И все же, пока немцы чаще побеждали. Побеждали даже в безнадежных, с оперативной точки зрения, ситуациях. У вермахта все еще оставалось подавляющее преимущество на тактическом уровне. Именно у вермахта были лучшие солдаты, лучшие унтер-офицеры, лучшие командиры рот, батальонов, полков… Ватутин, как никто, видел слабость советских войск на уровне младшего и среднего командного состава. И поэтому старался нивелировать эту слабость Рабоче-Крестьянской Красной Армии стратегическим и оперативным преимуществом.

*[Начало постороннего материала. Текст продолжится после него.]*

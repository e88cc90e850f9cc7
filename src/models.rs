use std::{fmt, str::FromStr};

use chrono::{DateTime, Utc};
use serde::{Deserialize, Serialize};
use utoipa::ToSchema;
use uuid::Uuid;

#[derive(Debug, Clone, Copy, PartialEq, Eq, Serialize, Deserialize, ToSchema)]
pub enum Role {
    User,
    Admin,
}

impl Role {
    pub fn as_str(self) -> &'static str {
        match self {
            Role::User => "User",
            Role::Admin => "Admin",
        }
    }
}

impl fmt::Display for Role {
    fn fmt(&self, f: &mut fmt::Formatter<'_>) -> fmt::Result {
        f.write_str(self.as_str())
    }
}

impl FromStr for Role {
    type Err = UnknownVariant;

    fn from_str(s: &str) -> Result<Self, Self::Err> {
        match s {
            "User" => Ok(Role::User),
            "Admin" => Ok(Role::Admin),
            other => Err(UnknownVariant(other.to_string())),
        }
    }
}

/// Lifecycle of an order.
///
/// ```text
/// Pending -> Paid | Cancelled
/// Paid    -> Shipped | Cancelled
/// Shipped -> Shipped
/// Cancelled (terminal)
/// ```
#[derive(Debug, Clone, Copy, PartialEq, Eq, Serialize, Deserialize, ToSchema)]
pub enum OrderStatus {
    Pending,
    Paid,
    Shipped,
    Cancelled,
}

impl OrderStatus {
    pub fn as_str(self) -> &'static str {
        match self {
            OrderStatus::Pending => "Pending",
            OrderStatus::Paid => "Paid",
            OrderStatus::Shipped => "Shipped",
            OrderStatus::Cancelled => "Cancelled",
        }
    }

    pub fn can_transition_to(self, next: OrderStatus) -> bool {
        use OrderStatus::*;
        matches!(
            (self, next),
            (Pending, Paid)
                | (Pending, Cancelled)
                | (Paid, Shipped)
                | (Paid, Cancelled)
                | (Shipped, Shipped)
        )
    }
}

impl fmt::Display for OrderStatus {
    fn fmt(&self, f: &mut fmt::Formatter<'_>) -> fmt::Result {
        f.write_str(self.as_str())
    }
}

impl FromStr for OrderStatus {
    type Err = UnknownVariant;

    fn from_str(s: &str) -> Result<Self, Self::Err> {
        match s {
            "Pending" => Ok(OrderStatus::Pending),
            "Paid" => Ok(OrderStatus::Paid),
            "Shipped" => Ok(OrderStatus::Shipped),
            "Cancelled" => Ok(OrderStatus::Cancelled),
            other => Err(UnknownVariant(other.to_string())),
        }
    }
}

#[derive(Debug, Clone, PartialEq, Eq)]
pub struct UnknownVariant(pub String);

impl fmt::Display for UnknownVariant {
    fn fmt(&self, f: &mut fmt::Formatter<'_>) -> fmt::Result {
        write!(f, "unknown value `{}`", self.0)
    }
}

impl std::error::Error for UnknownVariant {}

#[derive(Debug, Serialize, ToSchema)]
#[serde(rename_all = "camelCase")]
pub struct UserSummary {
    pub id: Uuid,
    pub email: String,
    pub role: Role,
}

#[derive(Debug, Serialize, ToSchema)]
#[serde(rename_all = "camelCase")]
pub struct Category {
    pub id: Uuid,
    pub name: String,
    pub created_at: DateTime<Utc>,
}

/// Prices are minor currency units (cents).
#[derive(Debug, Serialize, ToSchema)]
#[serde(rename_all = "camelCase")]
pub struct Product {
    pub id: Uuid,
    pub name: String,
    pub description: Option<String>,
    pub price: i64,
    pub stock_qty: i32,
    pub image_url: Option<String>,
    pub is_active: bool,
    pub category_id: Uuid,
    pub category_name: Option<String>,
}

/// One cart row joined with the product as it is now.
#[derive(Debug, Serialize, ToSchema)]
#[serde(rename_all = "camelCase")]
pub struct CartLine {
    pub id: Uuid,
    pub product_id: Uuid,
    pub product_name: Option<String>,
    pub price: i64,
    pub quantity: i32,
    pub line_total: i64,
}

#[derive(Debug, Serialize, ToSchema)]
#[serde(rename_all = "camelCase")]
pub struct Order {
    pub id: Uuid,
    pub order_number: String,
    pub user_id: Uuid,
    #[serde(skip_serializing_if = "Option::is_none")]
    pub customer_email: Option<String>,
    pub status: OrderStatus,
    pub created_at: DateTime<Utc>,
    pub total_amount: i64,
    pub shipping_name: String,
    pub shipping_address: String,
    pub phone: String,
    pub items: Vec<OrderItem>,
}

#[derive(Debug, Serialize, ToSchema)]
#[serde(rename_all = "camelCase")]
pub struct OrderItem {
    pub id: Uuid,
    pub product_id: Uuid,
    pub product_name: Option<String>,
    pub quantity: i32,
    pub unit_price: i64,
    pub line_total: i64,
}

#[cfg(test)]
mod tests {
    use super::*;
    use OrderStatus::*;

    const ALL: [OrderStatus; 4] = [Pending, Paid, Shipped, Cancelled];

    #[test]
    fn legal_transitions_follow_the_lifecycle() {
        assert!(Pending.can_transition_to(Paid));
        assert!(Pending.can_transition_to(Cancelled));
        assert!(Paid.can_transition_to(Shipped));
        assert!(Paid.can_transition_to(Cancelled));
        assert!(Shipped.can_transition_to(Shipped));
    }

    #[test]
    fn pending_cannot_skip_payment() {
        assert!(!Pending.can_transition_to(Shipped));
        assert!(!Paid.can_transition_to(Pending));
    }

    #[test]
    fn cancelled_allows_nothing() {
        for next in ALL {
            assert!(!Cancelled.can_transition_to(next), "Cancelled -> {next}");
        }
    }

    #[test]
    fn shipped_only_allows_itself() {
        for next in ALL {
            assert_eq!(Shipped.can_transition_to(next), next == Shipped);
        }
    }

    #[test]
    fn status_strings_are_exact() {
        for status in ALL {
            assert_eq!(status.as_str().parse::<OrderStatus>(), Ok(status));
        }
        assert!("pending".parse::<OrderStatus>().is_err());
        assert!("Completed".parse::<OrderStatus>().is_err());
    }

    #[test]
    fn role_parses_exact_names() {
        assert_eq!("Admin".parse::<Role>(), Ok(Role::Admin));
        assert!("admin".parse::<Role>().is_err());
    }
}
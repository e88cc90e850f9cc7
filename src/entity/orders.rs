use sea_orm::entity::prelude::*;

#[derive(Clone, Debug, PartialEq, DeriveEntityModel)]
#[sea_orm(table_name = "orders")]
pub struct Model {
    #[sea_orm(primary_key, auto_increment = false)]
    pub id: Uuid,
    pub user_id: Uuid,
    #[sea_orm(unique)]
    pub order_number: String,
    pub status: String,
    pub total_amount: i64,
    pub shipping_name: String,
    pub shipping_address: String,
    pub phone: String,
    pub created_at: DateTimeWithTimeZone,
}

#[derive(Copy, Clone, Debug, EnumIter, DeriveRelation)]
pub enum Relation {
    #[sea_orm(
        belongs_to = "super::users::Entity",
        from = "Column::UserId",
        to = "super::users::Column::Id"
    )]
    Users,
    #[sea_orm(has_many = "super::order_items::Entity")]
    OrderItems,
}

impl Related<super::users::Entity> for Entity {
    fn to() -> RelationDef {
        Relation::Users.def()
    }
}

impl Related<super::order_items::Entity> for Entity {
    fn to() -> RelationDef {
        Relation::OrderItems.def()
    }
}

impl ActiveModelBehavior for ActiveModel {}
use sea_orm_migration::prelude::*;

mod m20260101_000001_create_tables;

pub struct Migrator;

#[async_trait::async_trait]
impl MigratorTrait for Migrator {
    fn migrations() -> Vec<Box<dyn MigrationTrait>> {
        vec![Box::new(m20260101_000001_create_tables::Migration)]
    }
}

Но вопреки всему этому и изменяя всем своим принципам, в феврале 1943 Ватутин, не давая отдыха, безобразно растягивая коммуникации, погнал свои войска вперед.

Он торопился.

Как мне кажется, он торопился не потому, что боялся упустить Манштейна.

Ранняя весна 1943 пришла еще в феврале с оттепелью, и отступивший снег обнажил лежащие вдоль дорог трупы. Трупы тех, кого немцы выгоняли из их домов на мороз. Чтобы не мешали переночевать. Женщин, убитых за дерзкий взгляд.



Убитых просто так.



Красноармейцы, в марширующих мимо колоннах, смотрели на детские трупики в объятьях мертвых матерей и ускоряли шаг.



Они шли на запад мимо качающихся на злом промозглом ветру повешенных мужчин, мимо растерзанных, изрезанных женщин и девочек. И мимо живых, с черными от горя лицами. И все ускоряли шаг.



Красная Армия, от Ватутина до самого простого стрелка, боялась опоздать.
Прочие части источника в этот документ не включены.